UFC on Fox: Diaz vs. Miller (also known as UFC on Fox 3) was a mixed martial arts event held by the Ultimate Fighting Championship on May 5, 2012 at the IZOD Center in East Rutherford, New Jersey.

Background
Dennis Hallman was expected to face Tony Ferguson at the event, but Hallman was forced out of the bout with an injury and replaced by Thiago Tavares.

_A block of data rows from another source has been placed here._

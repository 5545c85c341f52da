use clap::Parser;
use redditstream::cli::Config;

#[tokio::main]
async fn main() {
    let config = Config::parse();
    env_logger::Builder::new()
        .filter_level(config.verbosity().log_level_filter())
        .init();
    redditstream::cli::run(config).await
}
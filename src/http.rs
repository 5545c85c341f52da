// SPDX-License-Identifier: Apache-2.0
// Copyright (C) 2025 Michael Dippery <michael@monkey-robot.com>

//! Building blocks for talking to APIs over HTTP.

use reqwest::{Client, ClientBuilder, StatusCode, header};
use std::time::Duration;
use thiserror::Error;

/// Builds HTTP clients suitable for talking to the Reddit API.
///
/// Every client created by a factory shares the same user agent, request
/// timeout, and idle connection pool limits. The factory itself holds no
/// connections; each call to [`HTTPClientFactory::create()`] produces a new,
/// independently owned client.
#[derive(Clone, Debug)]
pub struct HTTPClientFactory {
    user_agent: String,
    timeout: Duration,
    max_idle_per_host: usize,
}

impl HTTPClientFactory {
    /// Requests that take longer than this are abandoned.
    pub const DEFAULT_TIMEOUT: Duration = Duration::from_secs(60);

    /// Maximum number of idle connections kept open for a single host.
    pub const DEFAULT_MAX_IDLE_PER_HOST: usize = 20;

    /// Creates a new factory whose clients identify themselves as
    /// `name` at the given `version`.
    ///
    /// # Examples
    ///
    /// ```
    /// use redditstream::http::HTTPClientFactory;
    /// let factory = HTTPClientFactory::new("redditstream", "1.0.0");
    /// assert_eq!(factory.user_agent(), "redditstream v1.0.0");
    /// ```
    pub fn new(name: &str, version: &str) -> Self {
        Self {
            user_agent: format!("{name} v{version}"),
            timeout: Self::DEFAULT_TIMEOUT,
            max_idle_per_host: Self::DEFAULT_MAX_IDLE_PER_HOST,
        }
    }

    /// Sets the timeout applied to every request.
    pub fn timeout(self, timeout: Duration) -> Self {
        Self { timeout, ..self }
    }

    /// Sets the number of idle connections kept per host.
    ///
    /// This bounds idle connections only. It does not limit how many
    /// requests may be in flight at the same time.
    pub fn max_idle_per_host(self, max_idle_per_host: usize) -> Self {
        Self {
            max_idle_per_host,
            ..self
        }
    }

    /// The user agent sent with every request.
    pub fn user_agent(&self) -> &str {
        &self.user_agent
    }

    /// Creates a new HTTP client.
    pub fn create(&self) -> Client {
        ClientBuilder::new()
            .user_agent(&self.user_agent)
            .timeout(self.timeout)
            .pool_max_idle_per_host(self.max_idle_per_host)
            .build()
            // According to the docs, build() only fails if a TLS backend
            // cannot be initialized, or if DNS resolution cannot be
            // initialized, and both of these are unrecoverable for us.
            .expect("could not create a new HTTP client")
    }
}

impl Default for HTTPClientFactory {
    fn default() -> Self {
        Self::new(env!("CARGO_PKG_NAME"), env!("CARGO_PKG_VERSION"))
    }
}

/// The result of an HTTP request.
pub type HTTPResult<T> = Result<T, HTTPError>;

/// Indicates an error has occurred when making an HTTP call.
#[derive(Debug, Error)]
pub enum HTTPError {
    /// An error that occurred while making an HTTP request.
    #[error("Error while making HTTP request: {0}")]
    Request(#[source] reqwest::Error),

    /// An error retrieving the body of a response.
    #[error("Error retrieving body of HTTP response: {0}")]
    Body(#[source] reqwest::Error),

    /// An unsuccessful HTTP status code in an HTTP response.
    #[error("Request returned HTTP {0}")]
    Http(StatusCode),

    /// A missing Content-Type header in a response.
    #[error("Missing Content-Type header")]
    MissingContentType,

    /// An invalid Content-Type header.
    #[error("Invalid Content-Type header value: {0}")]
    InvalidContentType(#[from] header::ToStrError),

    /// A Content-Type that is not understood by the service.
    #[error("Unexpected content type: {0}")]
    UnexpectedContentType(String),
}

impl HTTPError {
    /// True if the server asked us to slow down.
    ///
    /// Reddit signals rate limiting with HTTP 429 and nothing else, so this
    /// is the only status that callers are expected to retry.
    pub fn is_rate_limited(&self) -> bool {
        matches!(self, HTTPError::Http(status) if *status == StatusCode::TOO_MANY_REQUESTS)
    }
}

Tavares himself was also forced from the bout with an injury and replaced by Michael Johnson.

Darren Uyenoyama was expected to face John Dodson at the event, but Uyenoyama was forced out of the bout and was replaced by promotional newcomer Tim Elliott.

Johnny Bedford was expected to face Nick Denis at the event, but Bedford was forced out of the bout with an injury and replaced by Roland Delorme.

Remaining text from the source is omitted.